Lake Bullen Merri and its smaller northern neighbour Lake Gnotuk are a pair of crater lakes near Camperdown in south western Victoria, Australia.

Lake Bullen Merri has brackish water quality whereas Lake Gnotuk is hypersaline (twice as salty as seawater).

==Lake Bullen Merri==
Lake Bullen Merri has a maximum depth of 66 m, with a cloverleaf outline indicating that it was probably formed by two overlapping maar volcanoes. The lake is depicted in work by Eugene von Guerard. The edge of the lake was marked by a stone in the late 1800s by James Dawson; from this and von Guerard's painting, it can be deduced that the level of the lake has dropped considerably in the last 100 years.
On the south side of the lake there is a yacht club and toilets. There is a boat ramp available.

==Lake Gnotuk==
The smaller lake to the north of Lake Bullen Merri has a maximum depth of 20 m. The two lakes are linked by an overflow channel in the common wall at an elevation of 175 m. There is a 19th-century record of water from Bullen Merri overflowing into Gnotuk.
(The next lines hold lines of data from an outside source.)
/// Tweet manager
use crate::{
    auth::{authorize_mutation, OwnedResource},
    content::required,
    db::{
        account::{Account, AccountRole},
        models::{Tweet, TweetDetails},
    },
    error::{AppError, AppResult},
    listing::{self, Filter, ListingSpec, Page, Pagination, Sort},
};
use chrono::Utc;
use serde::{Deserialize, Serialize};
use sqlx::SqlitePool;
use uuid::Uuid;

impl OwnedResource for Tweet {
    const KIND: &'static str = "tweet";
    const OVERRIDE_ROLES: &'static [AccountRole] = &[];

    fn owner_id(&self) -> &str {
        &self.owner_id
    }
}

#[derive(Debug, Clone, Serialize, Deserialize)]
pub struct TweetRequest {
    pub content: String,
}

/// Tweet manager service
pub struct TweetManager {
    db: SqlitePool,
}

impl TweetManager {
    pub fn new(db: SqlitePool) -> Self {
        Self { db }
    }

    pub async fn create(&self, owner_id: &str, req: TweetRequest) -> AppResult<Tweet> {
        let content = required(&req.content, "content")?;
        let now = Utc::now();
        let tweet = Tweet {
            id: Uuid::new_v4().to_string(),
            owner_id: owner_id.to_string(),
            content,
            created_at: now,
            updated_at: now,
        };

        sqlx::query(
            "INSERT INTO tweet (id, owner_id, content, created_at, updated_at) VALUES (?1, ?2, ?3, ?4, ?4)",
        )
        .bind(&tweet.id)
        .bind(&tweet.owner_id)
        .bind(&tweet.content)
        .bind(now)
        .execute(&self.db)
        .await?;

        tracing::info!("Tweet {} created by {}", tweet.id, owner_id);
        Ok(tweet)
    }

    /// A user's tweets, newest first
    pub async fn list_for_user(
        &self,
        user_id: &str,
        pagination: Pagination,
    ) -> AppResult<Page<TweetDetails>> {
        let exists: bool = sqlx::query_scalar("SELECT EXISTS(SELECT 1 FROM account WHERE id = ?1)")
            .bind(user_id)
            .fetch_one(&self.db)
            .await?;
        if !exists {
            return Err(AppError::NotFound("User not found".to_string()));
        }

        let spec = ListingSpec {
            select: "t.id, t.owner_id, t.content, t.created_at, t.updated_at,
                     a.username AS owner_username, a.fullname AS owner_fullname,
                     a.avatar AS owner_avatar,
                     (SELECT COUNT(*) FROM relationship_edge e
                       WHERE e.kind = 'tweet_like' AND e.target_id = t.id) AS likes_count",
            from: "tweet t JOIN account a ON a.id = t.owner_id",
            tiebreak: "t.rowid",
            filters: vec![Filter::Equals {
                column: "t.owner_id",
                value: user_id.to_string(),
            }],
            sort: Sort::desc("t.created_at"),
        };

        listing::list(&self.db, &spec, pagination).await
    }

    pub async fn load(&self, id: &str) -> AppResult<Tweet> {
        sqlx::query_as::<_, Tweet>(
            "SELECT id, owner_id, content, created_at, updated_at FROM tweet WHERE id = ?1",
        )
        .bind(id)
        .fetch_optional(&self.db)
        .await?
        .ok_or_else(|| AppError::NotFound("Tweet not found".to_string()))
    }

    pub async fn update(&self, account: &Account, id: &str, req: TweetRequest) -> AppResult<Tweet> {
        let content = required(&req.content, "content")?;
        let mut tweet = self.load(id).await?;
        authorize_mutation(account, &tweet)?;

        tweet.content = content;
        tweet.updated_at = Utc::now();
        sqlx::query("UPDATE tweet SET content = ?1, updated_at = ?2 WHERE id = ?3")
            .bind(&tweet.content)
            .bind(tweet.updated_at)
            .bind(id)
            .execute(&self.db)
            .await?;

        Ok(tweet)
    }

    pub async fn delete(&self, account: &Account, id: &str) -> AppResult<()> {
        let tweet = self.load(id).await?;
        authorize_mutation(account, &tweet)?;

        sqlx::query("DELETE FROM tweet WHERE id = ?1")
            .bind(id)
            .execute(&self.db)
            .await?;

        tracing::info!("Tweet {} deleted by {}", id, account.id);
        Ok(())
    }
}

#[cfg(test)]
mod tests {
    use super::*;
    use crate::{account::test_support::create_account, db};

    async fn account(pool: &SqlitePool, id: &str) -> Account {
        sqlx::query_as::<_, Account>("SELECT * FROM account WHERE id = ?1")
            .bind(id)
            .fetch_one(pool)
            .await
            .unwrap()
    }

    fn body(content: &str) -> TweetRequest {
        TweetRequest {
            content: content.to_string(),
        }
    }

    #[tokio::test]
    async fn test_create_and_list() {
        let pool = db::test_pool().await;
        let alice = create_account(&pool, "alice").await;
        let bob = create_account(&pool, "bob").await;
        let tweets = TweetManager::new(pool.clone());

        assert!(tweets.create(&alice, body("")).await.is_err());
        tweets.create(&alice, body("first")).await.unwrap();
        tweets.create(&alice, body("second")).await.unwrap();
        tweets.create(&bob, body("bob's")).await.unwrap();

        let page = tweets.list_for_user(&alice, Pagination::default()).await.unwrap();
        let texts: Vec<_> = page.items.iter().map(|t| t.tweet.content.as_str()).collect();
        assert_eq!(texts, ["second", "first"]);
        assert_eq!(page.items[0].owner_fullname, "alice fullname");

        assert!(matches!(
            tweets.list_for_user("ghost", Pagination::default()).await.unwrap_err(),
            AppError::NotFound(_)
        ));
    }

    #[tokio::test]
    async fn test_mutations_are_owner_only() {
        let pool = db::test_pool().await;
        let alice_id = create_account(&pool, "alice").await;
        let bob_id = create_account(&pool, "bob").await;
        let alice = account(&pool, &alice_id).await;
        let bob = account(&pool, &bob_id).await;
        let tweets = TweetManager::new(pool.clone());
        let tweet = tweets.create(&alice_id, body("hello")).await.unwrap();

        assert!(matches!(
            tweets.update(&bob, &tweet.id, body("pwned")).await.unwrap_err(),
            AppError::Forbidden(_)
        ));
        assert!(matches!(
            tweets.delete(&bob, &tweet.id).await.unwrap_err(),
            AppError::Forbidden(_)
        ));

        assert_eq!(tweets.update(&alice, &tweet.id, body("hi")).await.unwrap().content, "hi");
        tweets.delete(&alice, &tweet.id).await.unwrap();
        assert!(tweets.load(&tweet.id).await.is_err());
    }
}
The crater is 2 km across and although the lakes have the same level of their lake-beds, the level of water is lower in Gnotuk. Lake shore terraces indicate previous higher levels and lake floor sediments and fossils show a record of past fluctuations in salinity, water level and climate.

There is no direct public access to the lake.

On the low-lying land between the two lakes is Camperdown's major sporting complex. There is an 18-hole golf course, two cricket ovals (one with a turf pitch), an extensive equestrian course, tennis courts and a bowling green.